She* disses other girls, is a greedy bisexual, and probably fucked your boyfriend. Just a few of the reasons why we love KATE JACKSON from the Long Blondes.

Fan art of Kate Jackson
By Sarah Thompson, age 14.

“Kate Jackson strikes me as the kind of girl you don't want to be friends with. All the songs are about cheating/being cheated on/attempting to lure away other girls' boys. Hussy!”

Livejournal comment, 28/10/06

Indie boy on the sofa. Long Blondes on the stereo.
“I can see why you like her”.
Long neck wispy scarf flicky eyes

“What are you saying? I don’t only like them because she’s hot-”
Beret belly black stilettoes
“I’m not going to deny that she’s attractive. But I’d never listen to a band just because the singer was hot! I mean, it’s a bonus, of course - but I really really like the tunes.

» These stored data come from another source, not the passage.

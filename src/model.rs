//! Data model shared by the parsers, the quirk engine and the verdict
//! engine.

use serde::{Deserialize, Serialize};

/// ASCII identification strings pulled out of the 512-byte IDENTIFY
/// sector. Always null-terminated internally; the public fields are
/// already-trimmed owned `String`s.
#[derive(Debug, Clone, PartialEq, Eq, Serialize, Deserialize)]
pub struct IdentifyParsed {
    pub serial: String,
    pub firmware: String,
    pub model: String,
}

/// `SK_SMART_OFFLINE_DATA_COLLECTION_STATUS_*` (ATA8 §7.52).
#[derive(Debug, Clone, Copy, PartialEq, Eq, Serialize, Deserialize)]
pub enum OfflineDataCollectionStatus {
    Never,
    Success,
    InProgress,
    Suspended,
    Aborted,
    Fatal,
    Unknown,
}

/// 10 defined self-test execution status codes (byte 363 high nibble).
/// Terminal unless `InProgress`.
#[derive(Debug, Clone, Copy, PartialEq, Eq, Serialize, Deserialize)]
pub enum SelfTestExecutionStatus {
    SuccessOrNever,
    Aborted,
    Interrupted,
    Fatal,
    ErrorUnknown,
    ErrorElectrical,
    ErrorServo,
    ErrorRead,
    ErrorHandling,
    InProgress,
    /// A code in 9..15 exclusive of the defined ones above; ATA8 reserves
    /// these, but the field is still a valid nibble so we keep the raw
    /// value around instead of collapsing it to `Unknown`.
    Reserved(u8),
}

impl SelfTestExecutionStatus {
    pub fn from_nibble(nibble: u8) -> Self {
        match nibble {
            0 => Self::SuccessOrNever,
            1 => Self::Aborted,
            2 => Self::Interrupted,
            3 => Self::Fatal,
            4 => Self::ErrorUnknown,
            5 => Self::ErrorElectrical,
            6 => Self::ErrorServo,
            7 => Self::ErrorRead,
            8 => Self::ErrorHandling,
            15 => Self::InProgress,
            other => Self::Reserved(other),
        }
    }

    pub fn is_terminal(self) -> bool {
        !matches!(self, Self::InProgress)
    }

    pub fn to_sentence(self) -> &'static str {
        match self {
            Self::SuccessOrNever => "The previous self-test routine completed without error or no self-test has ever been run.",
            Self::Aborted => "The self-test routine was aborted by the host.",
            Self::Interrupted => "The self-test routine was interrupted by the host with a hardware or software reset.",
            Self::Fatal => "A fatal error or unknown test error occurred while the device was executing its self-test routine and the device was unable to complete the self-test routine.",
            Self::ErrorUnknown => "The previous self-test completed having a test element that failed and the test element that failed is unknown.",
            Self::ErrorElectrical => "The previous self-test completed having the electrical element of the test failed.",
            Self::ErrorServo => "The previous self-test completed having the servo (and/or seek) test element of the test failed.",
            Self::ErrorRead => "The previous self-test completed having the read element of the test failed.",
            Self::ErrorHandling => "The previous self-test completed having a test element that failed and the device is suspected of having handling damage.",
            Self::InProgress => "Self-test routine in progress.",
            Self::Reserved(_) => "Reserved self-test execution status.",
        }
    }
}

/// Parsed contents of offsets 362..377 of the SMART data sector.
#[derive(Debug, Clone, Copy, PartialEq, Eq, Serialize, Deserialize)]
pub struct SmartParsed {
    pub offline_data_collection_status: OfflineDataCollectionStatus,
    pub self_test_execution_status: SelfTestExecutionStatus,
    /// 0-100, always a multiple of 10.
    pub self_test_percent_remaining: u8,
    pub total_offline_seconds: u16,
    pub short_and_extended_available: bool,
    pub conveyance_available: bool,
    pub start_available: bool,
    pub abort_available: bool,
    pub short_test_polling_minutes: u16,
    pub extended_test_polling_minutes: u16,
    pub conveyance_test_polling_minutes: u16,
}

/// Self-test kind, matching the ATA8 §7.52.5.2 selector values.
#[derive(Debug, Clone, Copy, PartialEq, Eq, Serialize, Deserialize)]
pub enum SelfTest {
    Short = 1,
    Extended = 2,
    Conveyance = 3,
    Abort = 127,
}

impl SelfTest {
    pub fn as_str(self) -> &'static str {
        match self {
            Self::Short => "short",
            Self::Extended => "extended",
            Self::Conveyance => "conveyance",
            Self::Abort => "abort",
        }
    }

    pub fn from_str(s: &str) -> Option<Self> {
        match s {
            "short" => Some(Self::Short),
            "extended" => Some(Self::Extended),
            "conveyance" => Some(Self::Conveyance),
            "abort" => Some(Self::Abort),
            _ => None,
        }
    }

    pub fn is_available(self, smart: &SmartParsed) -> bool {
        if !smart.start_available {
            return false;
        }
        match self {
            Self::Short | Self::Extended => smart.short_and_extended_available,
            Self::Conveyance => smart.conveyance_available,
            Self::Abort => smart.abort_available,
        }
    }

    pub fn polling_minutes(self, smart: &SmartParsed) -> u16 {
        if !self.is_available(smart) {
            return 0;
        }
        match self {
            Self::Short => smart.short_test_polling_minutes,
            Self::Extended => smart.extended_test_polling_minutes,
            Self::Conveyance => smart.conveyance_test_polling_minutes,
            Self::Abort => 0,
        }
    }
}

/// Canonical unit an attribute's pretty value is expressed in.
#[derive(Debug, Clone, Copy, PartialEq, Eq, Serialize, Deserialize)]
pub enum AttributeUnit {
    Unknown,
    None,
    Milliseconds,
    Sectors,
    Millikelvin,
    SmallPercent,
    Percent,
    Megabytes,
}

impl AttributeUnit {
    pub fn display_suffix(self) -> &'static str {
        match self {
            Self::Unknown => "n/a",
            Self::None => "",
            Self::Milliseconds => "ms",
            Self::Sectors => "sectors",
            Self::Millikelvin => "mK",
            Self::SmallPercent | Self::Percent => "%",
            Self::Megabytes => "MB",
        }
    }
}

/// One parsed SMART attribute record, cross-referenced against the
/// threshold table.
#[derive(Debug, Clone, PartialEq, Eq, Serialize, Deserialize)]
pub struct AttributeParsed {
    pub id: u8,
    pub name: String,
    pub pretty_unit: AttributeUnit,
    pub flags: u16,
    pub online: bool,
    pub prefailure: bool,
    pub current_value: u8,
    pub current_value_valid: bool,
    pub worst_value: u8,
    pub worst_value_valid: bool,
    pub raw: [u8; 6],
    pub pretty_value: u64,
    pub threshold: u8,
    pub threshold_valid: bool,
    pub good_now: bool,
    pub good_now_valid: bool,
    pub good_in_the_past: bool,
    pub good_in_the_past_valid: bool,
    pub warn: bool,
}

/// Overall health verdict, ordered from least to most severe.
#[derive(Debug, Clone, Copy, PartialEq, Eq, PartialOrd, Ord, Serialize, Deserialize)]
pub enum Overall {
    Good,
    BadAttributeInThePast,
    BadSector,
    BadAttributeNow,
    BadSectorMany,
    BadStatus,
}

impl Overall {
    pub fn to_sentence(self) -> &'static str {
        match self {
            Self::Good => "Disk is OK.",
            Self::BadAttributeInThePast => "This disk had a fully failed attribute in the past, but is OK now.",
            Self::BadSector => "This disk has a few bad sectors.",
            Self::BadAttributeNow => "This disk has a fully failed attribute.",
            Self::BadSectorMany => "This disk has many bad sectors.",
            Self::BadStatus => "This disk is dying. It has many bad sectors and/or a fully failed attribute. It might be dying right now, or it might already be dead.",
        }
    }
}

They sound like early Elastica. I really like those Wire-esque guitars."



interpretation vs authenticity

So. First things first. In this article I will be talking about “Kate Jackson”, the persona conveyed through songs of The Long Blondes. I have no knowledge of Kate Jackson the individual, who worked in a second-hand shop in Sheffield, and sold vintage clothes on Ebay, and is in a band that has recently signed to Rough Trade and has just released their first album. The Long Blondes’ attitude towards their lyrics - mainly written by guitarist Dorian (a boy) - is one of interpretation and performance rather than ‘authenticity’, as described in a recent interview in Plan B magazine:

“It all stems from Motown and the Sixties writers that wrote for singers like Dusty Springfield and Scott Walker. The reason they were such great singers was because they could interpret other people’s lyrics and make them their own. They took a step back from that earnest Lennon and McCartney approach: ‘we write and sing all our own lyrics.’ So what? That’s just a means to an end.”

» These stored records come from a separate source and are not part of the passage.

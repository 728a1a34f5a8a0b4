use std::ops::Range;

use crate::error::{Result, WaveError};

/// Uniform 2D grid of `nz` rows by `nx` columns.
///
/// Cell `(row i, col j)` lives at flat index `i * nx + j` in every field.
#[derive(Debug, Clone, Copy, PartialEq)]
pub struct Grid {
    pub nx: usize, // Number of columns (x direction)
    pub nz: usize, // Number of rows (z direction)
    pub dx: f64,   // Grid spacing in x (meters)
    pub dz: f64,   // Grid spacing in z (meters)
    margin: usize,
}

impl Grid {
    pub const DEFAULT_MARGIN: usize = 1;

    pub fn new(nx: usize, nz: usize, dx: f64, dz: f64) -> Result<Self> {
        Self::with_margin(nx, nz, dx, dz, Self::DEFAULT_MARGIN)
    }

    /// Grid whose stencil skips `margin` cells at both edges of each axis.
    pub fn with_margin(nx: usize, nz: usize, dx: f64, dz: f64, margin: usize) -> Result<Self> {
        let invalid = |reason| WaveError::InvalidGrid {
            nx,
            nz,
            margin,
            reason,
        };
        if nx < 3 || nz < 3 {
            return Err(invalid("both dimensions must be at least 3"));
        }
        if margin == 0 {
            return Err(invalid("stencil margin must be at least 1"));
        }
        // 2 * margin + 1 would overflow for huge margins
        if margin > (nx - 1) / 2 || margin > (nz - 1) / 2 {
            return Err(invalid("stencil margin leaves no interior cell"));
        }
        WaveError::check_positive("dx", dx)?;
        WaveError::check_positive("dz", dz)?;

        Ok(Grid {
            nx,
            nz,
            dx,
            dz,
            margin,
        })
    }

    pub fn margin(&self) -> usize {
        self.margin
    }

    /// Number of cells in a field on this grid.
    pub fn len(&self) -> usize {
        self.nx * self.nz
    }

    pub fn is_empty(&self) -> bool {
        self.len() == 0
    }

    /// ndarray shape `(rows, cols)`; row-major storage matches `index`.
    pub fn shape(&self) -> (usize, usize) {
        (self.nz, self.nx)
    }

    pub fn index(&self, i: usize, j: usize) -> usize {
        i * self.nx + j
    }

    /// Flat index of the cell at column `sx`, row `sz`.
    pub fn cell_index(&self, sx: usize, sz: usize) -> usize {
        self.index(sz, sx)
    }

    pub fn in_bounds(&self, sx: usize, sz: usize) -> bool {
        sx < self.nx && sz < self.nz
    }

    /// Columns updated by the x-axis second derivative.
    pub fn interior_cols(&self) -> Range<usize> {
        self.margin..self.nx - self.margin
    }

    /// Rows updated by the z-axis second derivative.
    pub fn interior_rows(&self) -> Range<usize> {
        self.margin..self.nz - self.margin
    }

    pub fn x_coord(&self, j: usize) -> f64 {
        self.dx * (j as f64)
    }

    pub fn z_coord(&self, i: usize) -> f64 {
        self.dz * (i as f64)
    }

    pub fn width(&self) -> f64 {
        (self.nx - 1) as f64 * self.dx
    }

    pub fn height(&self) -> f64 {
        (self.nz - 1) as f64 * self.dz
    }
}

So, if that's what the Long Blondes want, then that's what they're going to get. If “Kate Jackson” the character is singing a love song to a girl, then for the purposes of this essay, “Kate Jackson” is a bit of a lesbian sometimes. If “Kate Jackson” the character is proffering herself to a wavering, potentially unfaithful suitor in a song, then for the purposes of this piece, “Kate Jackson” is a vamp. Death of the author and all that, right? All we have is the text. Onwards!

moral ambivalence

As the indie boy inadvertently pointed out, musically The Long Blondes are doing nothing particularly new. They’re working within a well-established tradition of stop-starty Wire-esque guitars, obscure-ish pop cultural references, and spoken word interludes in regionally accented English. They recall early 80s girl-pop: a friend thought I was listening to the Au Pairs when I played them this morning.

They’re produced by Steve Mackey of Pulp, and comparisons to said band have been frequent - and somewhat flattering. But there is one way in which they are reminiscent of Sheffield’s finest, and it’s this that lifts them far above their contemporaries: the intoxicating combination of a charismatic front-person, and songs shot through with moral ambivalence.


sleaze and murk

Remember the sleaze and murk of the world invoked by Pulp lyrics - a world where Jarvis had been sleeping with your wife for the past 16 weeks, smoking your cigarettes, drinking your brandy? A world where Jarvis would fuck a girl when her fiance was out of town just for the sadistic thrill of it (‘I only come here ‘cause I know it makes you sad / I only do it ‘cause I know you know it’s bad’)? A world where sex was never simply sex: it was revenge, loathing, disdain, a way to connect with or punish someone other than the sex partner?

The narrator of these songs inhabits the same realm, and I’m not just talking about Sheffield. The band are further distinguished by the fact that their lyrics aren’t eviscerating the exhausted psycho-sexual dynamic of the male side of romantic love. Unlike the narratives of their contemporaries (Franz Ferdinand et al), the Long Blondes’ lyrics traverse the underexplored terrain of the female experience with discomfiting honesty.

*N.B. We realise that most of the lyrics are written by the guy. We are analysing the persona of Kate as presented / performed in these songs, the way one might analyse the actions of a female character in literature, regardless of the gender of the author. 'Once and Never Again' would indeed be a different song if it were performed by a male, and we would draw a different analysis from it - but it is not: and so we take it as a tale told by a female narrator, and analyse it as such.